C. S. Lewis was quite against the ordination of women to the priesthood of the Episcopal Church, the C of E, 70 years ago. Yet not for the reasons you might expect. Not entirely, at any rate. He may be wrong, but at least not in the way prejudice would immediately accuse.
When I am away from Lewis I drift into disagreeing with him in such matters as merely a product of his era. I do recognise that I am also a product of my era, but generally wave that off with the claim that I have already accounted for that. A return to Lewis's actual arguments reveals there remain claims I have not successfully answered and put to rest.
Suppose the reformer stops saying that a good woman may be like God and begins saying that God is like a good woman.
That sounds like "The Shack" by William Paul Young. I actually think there's a lot of wisdom in that book, but of course I was never so sucked-in that I started thinking 'this is real' instead of 'this is one guy's representation, which has imperfect analogies that might nevertheless be useful to my understanding.
Suppose he says that we might just as well pray to "Our Mother which art in heaven" as to "Our Father"
This is what led me to leave a congregation, when I needed to use the restroom mid service and thus got to hear what was being taught to the children downstairs. It was the weaseling of the response from the Priest and parish council when I expressed uncertainty about it that pushed me out -- after all there are plenty of feminine descriptions of God (Is. 49:15 & Deut. 32:18 come to mind). It seemed it was a rejection of maleness and the concept of fatherhood that was the motivation, rather than trying to bring consciousness that in Christian ( & Jewish) teaching while we use male pronouns for God the Father, he is neither male nor female. (As expressed in Catechism of the Catholic Church (CCC) #239, for example)
We call them 'Priests' in the Episcopal and Anglican churches, not 'priestesses' even if they are women. My reading of the debates in the various churches was that it was never "should we have priestesses?", but "Should we allow women to be priests."

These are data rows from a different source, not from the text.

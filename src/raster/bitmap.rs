// src/raster/bitmap.rs

use std::fmt;

/// A monochrome pixel grid of rendered text.
///
/// Row-major, row 0 is the top scanline. A pixel is either ink (`true`, part
/// of a glyph) or background (`false`). Both the header scan and gate emission
/// read pixels through [`GlyphBitmap::is_ink`], so there is exactly one
/// polarity convention.
#[derive(Clone, PartialEq, Eq)]
pub struct GlyphBitmap {
    width: usize,
    height: usize,
    pixels: Vec<bool>,
}

impl GlyphBitmap {
    /// Creates an all-background bitmap of the given size.
    pub fn new(width: usize, height: usize) -> Self {
        Self {
            width,
            height,
            pixels: vec![false; width * height],
        }
    }

    /// Builds a bitmap from rows of pixels, top row first.
    ///
    /// Returns `None` if the rows differ in length.
    pub fn from_rows<R: AsRef<[bool]>>(rows: &[R]) -> Option<Self> {
        let width = rows.first().map(|r| r.as_ref().len()).unwrap_or(0);
        let mut pixels = Vec::with_capacity(width * rows.len());
        for row in rows {
            let row = row.as_ref();
            if row.len() != width {
                return None;
            }
            pixels.extend_from_slice(row);
        }
        Some(Self {
            width,
            height: rows.len(),
            pixels,
        })
    }

    /// Parses a picture where `#` marks ink and any other character marks
    /// background, one line per row.
    ///
    /// Returns `None` if the lines differ in length.
    pub fn from_ascii(picture: &str) -> Option<Self> {
        let rows: Vec<Vec<bool>> = picture
            .lines()
            .map(|line| line.chars().map(|c| c == '#').collect())
            .collect();
        Self::from_rows(&rows)
    }

    /// Width in pixels
    pub fn width(&self) -> usize {
        self.width
    }

    /// Height in pixels
    pub fn height(&self) -> usize {
        self.height
    }

    /// Returns `true` if the pixel at `(row, column)` is ink.
    ///
    /// Pixels outside the grid read as background.
    pub fn is_ink(&self, row: usize, column: usize) -> bool {
        row < self.height && column < self.width && self.pixels[row * self.width + column]
    }

    /// Sets the pixel at `(row, column)`. Writes outside the grid are ignored.
    pub fn set_ink(&mut self, row: usize, column: usize, ink: bool) {
        if row < self.height && column < self.width {
            self.pixels[row * self.width + column] = ink;
        }
    }

    /// The pixels of one row.
    pub fn row(&self, row: usize) -> &[bool] {
        let start = row * self.width;
        &self.pixels[start..start + self.width]
    }

    /// Iterates over the rows, top to bottom.
    pub fn rows(&self) -> impl Iterator<Item = &[bool]> {
        // `chunks` panics on zero; a zero-width bitmap has no pixels to yield anyway
        self.pixels.chunks(self.width.max(1))
    }

    /// Returns `true` if no pixel in `row` is ink.
    pub fn row_is_background(&self, row: usize) -> bool {
        !self.row(row).iter().any(|&ink| ink)
    }

    /// Number of ink pixels in the whole grid.
    pub fn ink_count(&self) -> usize {
        self.pixels.iter().filter(|&&ink| ink).count()
    }
}

impl fmt::Display for GlyphBitmap {
    fn fmt(&self, f: &mut fmt::Formatter<'_>) -> fmt::Result {
        for row in self.rows() {
            for &ink in row {
                f.write_str(if ink { "#" } else { "." })?;
            }
            writeln!(f)?;
        }
        Ok(())
    }
}

impl fmt::Debug for GlyphBitmap {
    fn fmt(&self, f: &mut fmt::Formatter<'_>) -> fmt::Result {
        writeln!(f, "GlyphBitmap[{}x{}]", self.width, self.height)?;
        fmt::Display::fmt(self, f)
    }
}
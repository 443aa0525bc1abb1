//! # textcircuit
//!
//! Draws a text string as a quantum circuit diagram.
#![warn(missing_docs)]

use std::path::PathBuf;

use clap::{CommandFactory, Parser};
use color_eyre::eyre::{self, WrapErr};
use env_logger::Env;
use image::Rgb;
use log::{LevelFilter, debug, info};
use textcircuit::{
    DrawStyle, Encoder, Gate, GateColors, OutputMode, Rasterizer, Renderer, TextCircuitError,
    core::defaults, join_words,
    render::{parse_color, parse_gate_color},
    validate_text,
};

#[derive(Parser)]
#[clap(name = "textcircuit")]
/// Encode text as a circuit of single-qubit gates and draw it
struct Opts {
    /// The text to encode. Several words are joined with a single space
    text: Vec<String>,

    /// Font file used to rasterize the text
    #[clap(long, default_value = defaults::FONT_FILE)]
    font: PathBuf,

    /// Pixel size of the rasterized text
    #[clap(long, default_value_t = defaults::FONT_SIZE)]
    font_size: f32,

    /// Coverage (0-255) at which a rasterized pixel counts as ink
    #[clap(long, default_value_t = defaults::INK_THRESHOLD)]
    threshold: u8,

    /// Longest accepted text. Also the number of gate columns before the diagram wraps
    #[clap(long, default_value_t = defaults::MAX_TEXT_LENGTH)]
    max_length: usize,

    /// Where to write the diagram
    #[clap(short, long, default_value = defaults::OUTPUT_FILE)]
    output: PathBuf,

    /// Output format, `png` or `text`
    #[clap(short, long, default_value_t = OutputMode::Png)]
    mode: OutputMode,

    /// Resolution of the image in dots per inch
    #[clap(long, default_value_t = defaults::DPI)]
    dpi: u32,

    /// Color of the H gates that spell out the background
    #[clap(long, default_value = defaults::H_COLOR, value_parser = parse_color)]
    h_color: Rgb<u8>,

    /// Color of the I gates
    #[clap(long, default_value = defaults::I_COLOR, value_parser = parse_color)]
    i_color: Rgb<u8>,

    /// Color of the X gates
    #[clap(long, default_value = defaults::X_COLOR, value_parser = parse_color)]
    x_color: Rgb<u8>,

    /// Color of the Y gates
    #[clap(long, default_value = defaults::Y_COLOR, value_parser = parse_color)]
    y_color: Rgb<u8>,

    /// Color of the Z gates
    #[clap(long, default_value = defaults::Z_COLOR, value_parser = parse_color)]
    z_color: Rgb<u8>,

    /// Override a gate color as `GATE=#RRGGBB`, e.g. `x=#33B1FF`. May be repeated
    #[clap(long = "color", value_parser = parse_gate_color)]
    colors: Vec<(Gate, Rgb<u8>)>,

    /// Draw plain boxes without gate and qubit labels
    #[clap(long)]
    no_labels: bool,
}

impl Opts {
    fn style(&self) -> DrawStyle {
        let mut colors = GateColors {
            h: self.h_color,
            i: self.i_color,
            x: self.x_color,
            y: self.y_color,
            z: self.z_color,
        };
        for &(gate, color) in &self.colors {
            colors.set(gate, color);
        }
        DrawStyle {
            mode: self.mode,
            dpi: self.dpi,
            fold: self.max_length,
            colors,
        }
    }
}

/// Set up CLI. Returns `None` when the arguments were not usable and clap
/// already printed why (this includes `--help` and `--version`).
fn init() -> color_eyre::Result<Option<Opts>> {
    color_eyre::install()?;
    env_logger::Builder::new()
        .filter_level(LevelFilter::Info)
        .format_timestamp(None)
        .parse_env(Env::new().filter("TEXTCIRCUIT_LOG"))
        .init();
    match Opts::try_parse() {
        Ok(opts) => Ok(Some(opts)),
        Err(err) => {
            err.print()?;
            Ok(None)
        }
    }
}

fn run(opts: &Opts) -> Result<(), TextCircuitError> {
    let text = join_words(&opts.text);
    validate_text(&text, Some(opts.max_length))?;

    let rasterizer = Rasterizer::from_file(&opts.font, opts.font_size)?
        .with_threshold(opts.threshold)
        .with_max_length(opts.max_length);
    let bitmap = rasterizer.rasterize(&text)?;
    debug!("Glyph bitmap:\n{}", bitmap);

    info!("Building circuit...");
    let circuit = Encoder::new().encode(&bitmap)?;
    info!("{} qubits, {} gates", circuit.num_qubits(), circuit.len());

    info!("Generating {} output...", opts.mode);
    let mut renderer = Renderer::new(opts.style());
    if !opts.no_labels {
        renderer = renderer.with_font(rasterizer.font());
    }
    renderer.save(&circuit, &opts.output)
}

fn usage(max_length: usize) -> eyre::Result<()> {
    Opts::command().print_help()?;
    println!("\n   Maximum text length: {}", max_length);
    Ok(())
}

fn main() -> eyre::Result<()> {
    let Some(opts) = init()? else { return Ok(()) };
    match run(&opts) {
        Ok(()) => {
            println!("Image generated, view output at {}", opts.output.display());
            Ok(())
        }
        Err(TextCircuitError::NoInput) => usage(opts.max_length),
        Err(e) if e.is_user_error() => {
            eprintln!("{}", e);
            Ok(())
        }
        Err(e) => Err(e).wrap_err_with(|| format!("failed to draw '{}'", opts.output.display())),
    }
}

I can't help but feel that there is an unexamined prior in Lewis' writing that God the Father is 'male', in contrast to the catholic view, and therefore a woman can't be the right sort of representative.
I do not have the depth of knowledge or time spent as a Christian as you or others, but to me it is enough to look at what "priestesses" are doing to the Church, first in replacing the message, and then replacing the object of worship altogether.
It is enough to make one want to grab the whip, or to lean off the other side of the horse straight into "I do not allow a woman to speak or uncover her head in church".
Speaking as a woman myself, I personally am not comfortable with the idea of women being ordained as priests. I guess that's just personal preference, but something about it always bothered me.
Usually I hear the word "priestess" used in the context of Pagan worship rather than in Christian worship, though, so that may have some bearing on the issue.
@ Mad Soprano - I think that was part of Lewis's point, and you illustrate it well. If women are ordained in a tradition that has priests, they are then priestesses. We don't like the associations with that, so the Episcopalians have called them "priests" to avoid that pagan feel. When Roman Catholics talk about ordaining women, they similar stick with the word "priests." Lewis is insisting that this is only an appearance - there actually is a difference between priests and priestesses that mere naming does not remove. They may tell themselves that they are only removing a PR obstacle that the title "priestess" artificially injects into the discussion. Yet what if this is not so? What if they are avoiding the deeper spiritual reality in order to get what they want this Tuesday?